Six plants. Five other plants will lose a production line, and two more will
reduce
line speeds. The moves, to take place over the next two years, will cut the
Chrysler
Group's vehicle production capacity by 15 percent.


About 6,800 salaried workers, including 1,800 contract workers. The company
will offer
early retirement to about 2,400 salaried workers. The rest of the white-collar
cuts
will come through layoffs or voluntary departures.

The company expects to eliminate 75 percent -- or about 19,500 of the jobs --
by the
end of the year.


Zetsche's goal is to complete salaried workforce cuts by March 31, largely
through
early retirements.


Zetsche came to the U.S. arm of DaimlerChrysler AG in mid-November after the
ouster of
Holden and the announcement of Chrysler Group's $512-million loss in the third
quarter
of 2000. The automaker is expected to lose $1.25 billion in the fourth quarter,
though
the exact figures will not be released until Feb. 26.


At that date, more details of the company's restructuring plan are expected to
be
released.


Zetsche said Monday the job cuts are unavoidable, forced by the combination of
Chrysler's poor performance and a declining auto market.


"The market out there is deteriorating, and our company performance, even more
so. The
markets are shrinking, competition is brutal, we are under pressure from
imports and
an incentive war on," said Zetsche.


Zetsche said the company's previous business plans were based on "aggressive
growth
and higher prices," neither of which came true. Chrysler's share of the market
shrunk
rapidly in 2000 and lower pricing continued as the rule in the industry.

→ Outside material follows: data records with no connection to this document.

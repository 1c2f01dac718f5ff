use std::error::Error;
use std::fmt;
use std::path::Path;

use crate::core::data::pixel_buffer::PixelBuffer;

#[derive(Debug)]
pub enum PresentError {
    Io(std::io::Error),
    Encode(Box<dyn Error + Send + Sync>),
}

impl fmt::Display for PresentError {
    fn fmt(&self, f: &mut fmt::Formatter<'_>) -> fmt::Result {
        match self {
            Self::Io(err) => write!(f, "failed to write image: {}", err),
            Self::Encode(err) => write!(f, "failed to encode image: {}", err),
        }
    }
}

impl Error for PresentError {
    fn source(&self) -> Option<&(dyn Error + 'static)> {
        match self {
            Self::Io(err) => Some(err),
            Self::Encode(err) => Some(err.as_ref()),
        }
    }
}

impl From<std::io::Error> for PresentError {
    fn from(err: std::io::Error) -> Self {
        Self::Io(err)
    }
}

/// Image sink persisting a grayscale buffer to a file.
pub trait FilePresenterPort {
    fn present(&self, buffer: &PixelBuffer, filepath: &Path) -> Result<(), PresentError>;
}

impl<P: FilePresenterPort + ?Sized> FilePresenterPort for Box<P> {
    fn present(&self, buffer: &PixelBuffer, filepath: &Path) -> Result<(), PresentError> {
        (**self).present(buffer, filepath)
    }
}
use log::debug;

use crate::core::data::complex::Complex;
use crate::core::data::complex_region::ComplexRegion;
use crate::core::data::pixel_size::PixelSize;
use crate::core::data::point::Point;
use crate::core::viewport::errors::ViewportError;
use crate::core::viewport::gesture::ZoomGesture;

/// Owns the visible complex region and turns pan/zoom gestures into new regions.
///
/// The controller never renders. After each mutation the owning shell renders
/// [`ViewportController::region`] at [`ViewportController::size`].
///
/// Pixel row 0 maps to the bottom edge of the region, so the imaginary axis
/// grows downwards on screen.
#[derive(Debug, Clone, PartialEq)]
pub struct ViewportController {
    region: ComplexRegion,
    size: PixelSize,
    start: Point,
    stop: Point,
}

impl ViewportController {
    #[must_use]
    pub fn new(size: PixelSize, region: ComplexRegion) -> Self {
        Self {
            region,
            size,
            start: Point::default(),
            stop: size.far_corner(),
        }
    }

    #[must_use]
    pub fn region(&self) -> ComplexRegion {
        self.region
    }

    #[must_use]
    pub fn size(&self) -> PixelSize {
        self.size
    }

    /// Pending selection endpoints; the full frame when no drag is in progress.
    #[must_use]
    pub fn pending_selection(&self) -> (Point, Point) {
        (self.start, self.stop)
    }

    /// Records where a rectangle drag begins.
    pub fn press(&mut self, point: Point) {
        self.start = point;
    }

    /// Completes the drag begun by [`ViewportController::press`] and zooms into it.
    pub fn release(&mut self, point: Point) -> Result<(), ViewportError> {
        self.stop = point;
        self.apply_rectangle_zoom(self.start, self.stop)
    }

    pub fn apply(&mut self, gesture: ZoomGesture) -> Result<(), ViewportError> {
        match gesture {
            ZoomGesture::Rectangle { start, stop } => self.apply_rectangle_zoom(start, stop),
            ZoomGesture::Wheel { delta, anchor } => self.apply_wheel_zoom(delta, anchor),
        }
    }

    /// Zooms into the box spanned by `start` and `stop`.
    ///
    /// Both axes are scaled by the selection's horizontal extent, and the
    /// imaginary extent is derived from the real width and the pixel aspect
    /// ratio. A selection with no horizontal extent (a click without drag)
    /// leaves the region untouched.
    pub fn apply_rectangle_zoom(&mut self, start: Point, stop: Point) -> Result<(), ViewportError> {
        let result = self.rectangle_zoom_region(start, stop);
        self.reset_selection();

        match result? {
            Some(region) => {
                debug!(
                    "rectangle zoom ({}, {})-({}, {}) -> {:?}",
                    start.x, start.y, stop.x, stop.y, region
                );
                self.region = region;
            }
            None => debug!("ignoring zero-width selection at x = {}", start.x),
        }

        Ok(())
    }

    /// Scales the region about its centre by a factor derived from `delta`.
    ///
    /// Positive deltas scale by `delta / 100`, negative ones by `100 / -delta`,
    /// so `100` is the identity and `200` doubles the visible extent. `anchor`
    /// does not influence the result. A zero delta leaves the region untouched.
    pub fn apply_wheel_zoom(&mut self, delta: i32, anchor: Point) -> Result<(), ViewportError> {
        let result = self.wheel_zoom_region(delta);
        self.reset_selection();

        match result? {
            Some(region) => {
                debug!(
                    "wheel zoom delta {} at ({}, {}) -> {:?}",
                    delta, anchor.x, anchor.y, region
                );
                self.region = region;
            }
            None => debug!("ignoring zero wheel delta"),
        }

        Ok(())
    }

    /// Adopts a new pixel size. The region is kept as is, so it is resampled
    /// to the new aspect ratio on the next render.
    pub fn on_resize(&mut self, size: PixelSize) {
        self.size = size;
        self.reset_selection();
    }

    fn rectangle_zoom_region(
        &self,
        start: Point,
        stop: Point,
    ) -> Result<Option<ComplexRegion>, ViewportError> {
        let selection_width = (i64::from(start.x) - i64::from(stop.x)).abs() as f64;

        if selection_width == 0.0 {
            return Ok(None);
        }

        let bottom_left = self.region.bottom_left();
        let width_px = f64::from(self.size.width());
        let height_px = f64::from(self.size.height());

        let real_width = self.region.width();
        let new_real_width = real_width * selection_width / width_px;
        let center_x_px = midpoint_px(start.x, stop.x);
        let center_real = real_width * center_x_px / width_px + bottom_left.real;

        let imag_height = real_width * height_px / width_px;
        let new_imag_height = imag_height * selection_width / width_px;
        let center_y_px = midpoint_px(start.y, stop.y);
        let center_imag = imag_height * center_y_px / height_px + bottom_left.imag;

        let region = ComplexRegion::new(
            Complex {
                real: center_real - new_real_width / 2.0,
                imag: center_imag - new_imag_height / 2.0,
            },
            Complex {
                real: center_real + new_real_width / 2.0,
                imag: center_imag + new_imag_height / 2.0,
            },
        )?;

        Ok(Some(region))
    }

    fn wheel_zoom_region(&self, delta: i32) -> Result<Option<ComplexRegion>, ViewportError> {
        if delta == 0 {
            return Ok(None);
        }

        let zoom_factor = if delta < 0 {
            100.0 / -f64::from(delta)
        } else {
            f64::from(delta) / 100.0
        };

        let center = self.region.center();
        let real_width = self.region.width();
        let imag_height =
            real_width * f64::from(self.size.height()) / f64::from(self.size.width());

        let region = ComplexRegion::new(
            Complex {
                real: center.real - zoom_factor * real_width / 2.0,
                imag: center.imag - zoom_factor * imag_height / 2.0,
            },
            Complex {
                real: center.real + zoom_factor * real_width / 2.0,
                imag: center.imag + zoom_factor * imag_height / 2.0,
            },
        )?;

        Ok(Some(region))
    }

    fn reset_selection(&mut self) {
        self.start = Point::default();
        self.stop = self.size.far_corner();
    }
}

/// Whole-pixel midpoint of two coordinates, truncated toward zero.
fn midpoint_px(a: i32, b: i32) -> f64 {
    ((i64::from(a) + i64::from(b)) / 2) as f64
}
use std::error::Error;
use std::fmt;
use std::path::Path;
use std::time::Instant;

use log::info;

use crate::controllers::batch::config::BatchConfig;
use crate::controllers::ports::file_presenter::{FilePresenterPort, PresentError};
use crate::core::actions::generate_pixel_buffer::generate_pixel_buffer::generate_pixel_buffer;
use crate::core::data::pixel_buffer::{PixelBuffer, PixelBufferError};
use crate::core::fractals::mandelbrot::engine::render;
use crate::core::fractals::mandelbrot::errors::EscapeEngineError;

#[derive(Debug)]
pub enum BatchError {
    Render(EscapeEngineError),
    PixelBuffer(PixelBufferError),
    Present(PresentError),
    NothingGenerated,
}

impl fmt::Display for BatchError {
    fn fmt(&self, f: &mut fmt::Formatter<'_>) -> fmt::Result {
        match self {
            Self::Render(err) => write!(f, "render failed: {}", err),
            Self::PixelBuffer(err) => write!(f, "image conversion failed: {}", err),
            Self::Present(err) => write!(f, "{}", err),
            Self::NothingGenerated => write!(f, "no image has been generated yet"),
        }
    }
}

impl Error for BatchError {
    fn source(&self) -> Option<&(dyn Error + 'static)> {
        match self {
            Self::Render(err) => Some(err),
            Self::PixelBuffer(err) => Some(err),
            Self::Present(err) => Some(err),
            Self::NothingGenerated => None,
        }
    }
}

impl From<EscapeEngineError> for BatchError {
    fn from(err: EscapeEngineError) -> Self {
        Self::Render(err)
    }
}

impl From<PixelBufferError> for BatchError {
    fn from(err: PixelBufferError) -> Self {
        Self::PixelBuffer(err)
    }
}

impl From<PresentError> for BatchError {
    fn from(err: PresentError) -> Self {
        Self::Present(err)
    }
}

/// One-shot render of a [`BatchConfig`] handed to a file presenter.
pub struct BatchController<P: FilePresenterPort> {
    presenter: P,
    buffer: Option<PixelBuffer>,
}

impl<P: FilePresenterPort> BatchController<P> {
    pub fn new(presenter: P) -> Self {
        Self {
            presenter,
            buffer: None,
        }
    }

    pub fn generate(&mut self, config: &BatchConfig) -> Result<&PixelBuffer, BatchError> {
        info!("Rendering Mandelbrot set...");
        info!("Image size: {}x{}", config.width, config.height);
        info!(
            "Region: ({}, {}) to ({}, {})",
            config.region.bottom_left().real,
            config.region.bottom_left().imag,
            config.region.top_right().real,
            config.region.top_right().imag
        );
        info!("Max cycles: {}", config.max_cycles);
        info!("Threads: {}", rayon::current_num_threads());

        let start = Instant::now();
        let grid = render(config.region, config.width, config.height, config.max_cycles)?;
        info!("Escape times computed in {:?}", start.elapsed());

        let buffer = generate_pixel_buffer(&grid)?;
        info!("Generated in {:?}", start.elapsed());

        Ok(self.buffer.insert(buffer))
    }

    pub fn write(&self, filepath: impl AsRef<Path>) -> Result<(), BatchError> {
        let buffer = self.buffer.as_ref().ok_or(BatchError::NothingGenerated)?;
        let filepath = filepath.as_ref();

        self.presenter.present(buffer, filepath)?;
        info!("Saved to {}", filepath.display());

        Ok(())
    }

    /// Renders `config` and writes it to `config.output_path`.
    pub fn run(&mut self, config: &BatchConfig) -> Result<(), BatchError> {
        self.generate(config)?;
        self.write(&config.output_path)
    }
}

#[cfg(test)]
mod tests {
    use super::*;
    use crate::core::data::complex::Complex;
    use crate::core::data::complex_region::ComplexRegion;
    use std::cell::RefCell;
    use std::path::PathBuf;

    #[derive(Default)]
    struct RecordingPresenter {
        presented: RefCell<Vec<(PathBuf, PixelBuffer)>>,
    }

    impl FilePresenterPort for &RecordingPresenter {
        fn present(&self, buffer: &PixelBuffer, filepath: &Path) -> Result<(), PresentError> {
            self.presented
                .borrow_mut()
                .push((filepath.to_path_buf(), buffer.clone()));
            Ok(())
        }
    }

    fn small_config() -> BatchConfig {
        BatchConfig {
            width: 30,
            height: 20,
            region: ComplexRegion::new(Complex::new(-2.0, -1.0), Complex::new(1.0, 1.0)).unwrap(),
            max_cycles: 40,
            output_path: PathBuf::from("small.bmp"),
        }
    }

    #[test]
    fn test_run_presents_rendered_buffer_at_output_path() {
        let presenter = RecordingPresenter::default();
        let mut controller = BatchController::new(&presenter);

        controller.run(&small_config()).unwrap();

        let presented = presenter.presented.borrow();
        assert_eq!(presented.len(), 1);
        assert_eq!(presented[0].0, PathBuf::from("small.bmp"));
        assert_eq!(presented[0].1.size().width(), 30);
        assert_eq!(presented[0].1.size().height(), 20);
    }

    #[test]
    fn test_write_before_generate_fails() {
        let presenter = RecordingPresenter::default();
        let controller = BatchController::new(&presenter);

        let result = controller.write("never.bmp");

        assert!(matches!(result, Err(BatchError::NothingGenerated)));
        assert!(presenter.presented.borrow().is_empty());
    }

    #[test]
    fn test_generate_rejects_invalid_arguments() {
        let presenter = RecordingPresenter::default();
        let mut controller = BatchController::new(&presenter);
        let config = BatchConfig {
            max_cycles: 0,
            ..small_config()
        };

        let result = controller.generate(&config);

        assert!(matches!(
            result,
            Err(BatchError::Render(EscapeEngineError::ZeroMaxCycles))
        ));
    }
}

"At our volumes, it doesn't take much of a change from what had been expected to
change the parameters from a company making money to one losing money," said
Zetsche.


He acknowledged that some job-cutting had been envisioned by Holden and other
former
Chrysler executives but said Monday's announcement is much more drastic than
what had
been in the works.


"We are going far beyond what had been planned up to this point," emphasized
Wolfgang
Bernhard, Chrysler's chief operating officer.